The Steps of Risk Assessment and It’s Importance in Nursing Management
Risk assessment is used to reduce the number of adverse consequences of work. This applies to the risks associated with the provision of medical care and financial, organizational, legal risks. It is necessary to start risk assessment by analyzing information about the factors that can affect a nurse’s work. This can be done by calculating the medical organization’s weaknesses that can cause adverse consequences and external threats.

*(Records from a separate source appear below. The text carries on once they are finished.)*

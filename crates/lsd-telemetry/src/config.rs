//! Telemetry configuration from environment variables.

use std::env;

/// Configuration for logging and metrics.
#[derive(Debug, Clone, PartialEq, Eq)]
pub struct TelemetryConfig {
    /// Service name attached to every log line
    pub service_name: String,

    /// Log level filter (trace, debug, info, warn, error) or full directive
    pub log_level: String,

    /// Whether to write logs to the console at all
    pub console_output: bool,

    /// Whether to emit JSON formatted logs
    pub json_logs: bool,

    /// Network identifier (devnet, testnet, mainnet)
    pub network: String,
}

impl Default for TelemetryConfig {
    fn default() -> Self {
        Self {
            service_name: "lsd-network-factory".to_string(),
            log_level: "info".to_string(),
            console_output: true,
            json_logs: false,
            network: "devnet".to_string(),
        }
    }
}

impl TelemetryConfig {
    /// Create configuration from environment variables.
    ///
    /// # Environment Variables
    ///
    /// - `OTEL_SERVICE_NAME`: Service name (default: lsd-network-factory)
    /// - `LSD_LOG_LEVEL` or `RUST_LOG`: Log level (default: info)
    /// - `LSD_CONSOLE_OUTPUT`: Enable console output (default: true)
    /// - `LSD_JSON_LOGS`: Enable JSON logs (default: false in dev, true in containers)
    /// - `LSD_NETWORK`: Network name (default: devnet)
    pub fn from_env() -> Self {
        let is_container =
            env::var("KUBERNETES_SERVICE_HOST").is_ok() || env::var("DOCKER_CONTAINER").is_ok();

        Self {
            service_name: env::var("OTEL_SERVICE_NAME")
                .unwrap_or_else(|_| "lsd-network-factory".to_string()),

            log_level: env::var("LSD_LOG_LEVEL")
                .or_else(|_| env::var("RUST_LOG"))
                .unwrap_or_else(|_| "info".to_string()),

            console_output: env::var("LSD_CONSOLE_OUTPUT")
                .map(|v| parse_flag(&v, true))
                .unwrap_or(true),

            json_logs: env::var("LSD_JSON_LOGS")
                .map(|v| parse_flag(&v, false))
                .unwrap_or(is_container),

            network: env::var("LSD_NETWORK").unwrap_or_else(|_| "devnet".to_string()),
        }
    }

    /// Configuration for a named service.
    pub fn for_service(name: &str) -> Self {
        let mut config = Self::from_env();
        config.service_name = name.to_string();
        config
    }

    /// Service name qualified with the network.
    pub fn full_service_name(&self) -> String {
        format!("{}-{}", self.service_name, self.network)
    }
}

/// `true`/`1`/`yes` and `false`/`0`/`no`, case-insensitive.
fn parse_flag(value: &str, default: bool) -> bool {
    match value.trim().to_lowercase().as_str() {
        "true" | "1" | "yes" => true,
        "false" | "0" | "no" => false,
        _ => default,
    }
}
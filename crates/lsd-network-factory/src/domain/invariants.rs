//! # Domain Invariants
//!
//! Rules every creation must satisfy before anything is committed.

use crate::domain::entities::{InstanceBundle, LogicTemplates};
use crate::errors::FactoryError;
use lsd_governance::validate_delay;
use lsd_shared_types::Address;
use std::collections::BTreeSet;

/// Invariant: every bundle address is non-zero and unique within the bundle.
pub fn invariant_bundle_addresses(bundle: &InstanceBundle) -> Result<(), FactoryError> {
    if bundle.token.address.is_zero() {
        return Err(FactoryError::InvalidAddress("token"));
    }
    if bundle.admin.is_zero() {
        return Err(FactoryError::InvalidAddress("admin"));
    }

    let mut seen = BTreeSet::new();
    seen.insert(bundle.token.address);
    for (kind, address) in bundle.components() {
        if address.is_zero() {
            return Err(FactoryError::InvalidAddress(kind.as_str()));
        }
        if !seen.insert(address) {
            return Err(FactoryError::ComponentAlreadyBound(address));
        }
    }
    Ok(())
}

/// Invariant: `address` is not the zero address.
pub fn invariant_non_zero(address: &Address, field: &'static str) -> Result<(), FactoryError> {
    if address.is_zero() {
        return Err(FactoryError::InvalidAddress(field));
    }
    Ok(())
}

/// Invariant: every proxied component has a logic template.
pub fn invariant_templates_complete(templates: &LogicTemplates) -> Result<(), FactoryError> {
    match templates.first_missing() {
        Some(kind) => Err(FactoryError::InvalidAddress(kind.as_str())),
        None => Ok(()),
    }
}

/// Invariant: voter list within the configured size limit.
pub fn invariant_voter_limit(voters: &[Address], max: usize) -> Result<(), FactoryError> {
    if voters.len() > max {
        return Err(FactoryError::TooManyVoters {
            count: voters.len(),
            max,
        });
    }
    Ok(())
}

/// Invariant: token name and symbol are non-empty and within limits.
pub fn invariant_token_metadata(
    name: &str,
    symbol: &str,
    max_name_len: usize,
    max_symbol_len: usize,
) -> Result<(), FactoryError> {
    if name.trim().is_empty() {
        return Err(FactoryError::InvalidTokenMetadata("empty name".to_string()));
    }
    if symbol.trim().is_empty() {
        return Err(FactoryError::InvalidTokenMetadata("empty symbol".to_string()));
    }
    if name.chars().count() > max_name_len {
        return Err(FactoryError::InvalidTokenMetadata(format!(
            "name longer than {max_name_len} characters"
        )));
    }
    if symbol.chars().count() > max_symbol_len {
        return Err(FactoryError::InvalidTokenMetadata(format!(
            "symbol longer than {max_symbol_len} characters"
        )));
    }
    Ok(())
}

/// Invariant: timelock parameters are usable.
///
/// Checked before any component is deployed so a bad request costs nothing.
pub fn invariant_timelock_params(delay: i64, controllers: &[Address]) -> Result<(), FactoryError> {
    validate_delay(delay)?;
    if controllers.is_empty() {
        return Err(lsd_governance::GovernanceError::EmptyTimelockControllers.into());
    }
    if controllers.iter().any(Address::is_zero) {
        return Err(FactoryError::InvalidAddress("timelock controller"));
    }
    Ok(())
}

Then, it is necessary to adapt the list of hazards to the specifics of the nurse’s duties. Next, it is needed to choose a method for assessing the professional risks of a nurse. The following step is to determine the employee’s performance from the point of view of safety to the professional risk assessment and adjust its results to the human factor’s value. Risk assessment allows to identify and assess the consequences of all existing risks and developing counteraction tactics aimed at limiting accidental events that can cause physical and moral harm to patients and medical personnel. When considering the risk assessment results, the management of nursing manipulations can significantly improve medical care quality.
Ensuring the Staff Compliance with Patient Quality and Safety Instruction
Ensuring medical activities’ quality and safety depends on the degree of participation of all personnel from the nurse to the chief physician on work. Ensuring the staff compliance with patient quality and safety instruction requires managers’ high qualification and executive discipline and encourages staff to participate in the management decision-making process. The team of nurses should know and effectively apply in practice the entire arsenal of measures necessary in each specific case to remove the patient from a life-threatening condition. It is essential to organize medical personnel’s interaction with each other so that it is effective and safe, especially in the states of high-tech operations and manipulations with several people’s participation.
If a medication error took place in my oncology unit, the critical question to ask primarily when I approached the situation would be: Where did this happen? According to the root cause analysis, Step 1 is the Problem definition, and this is the question that is suitable for that step.
Safety culture indicates preventing harm.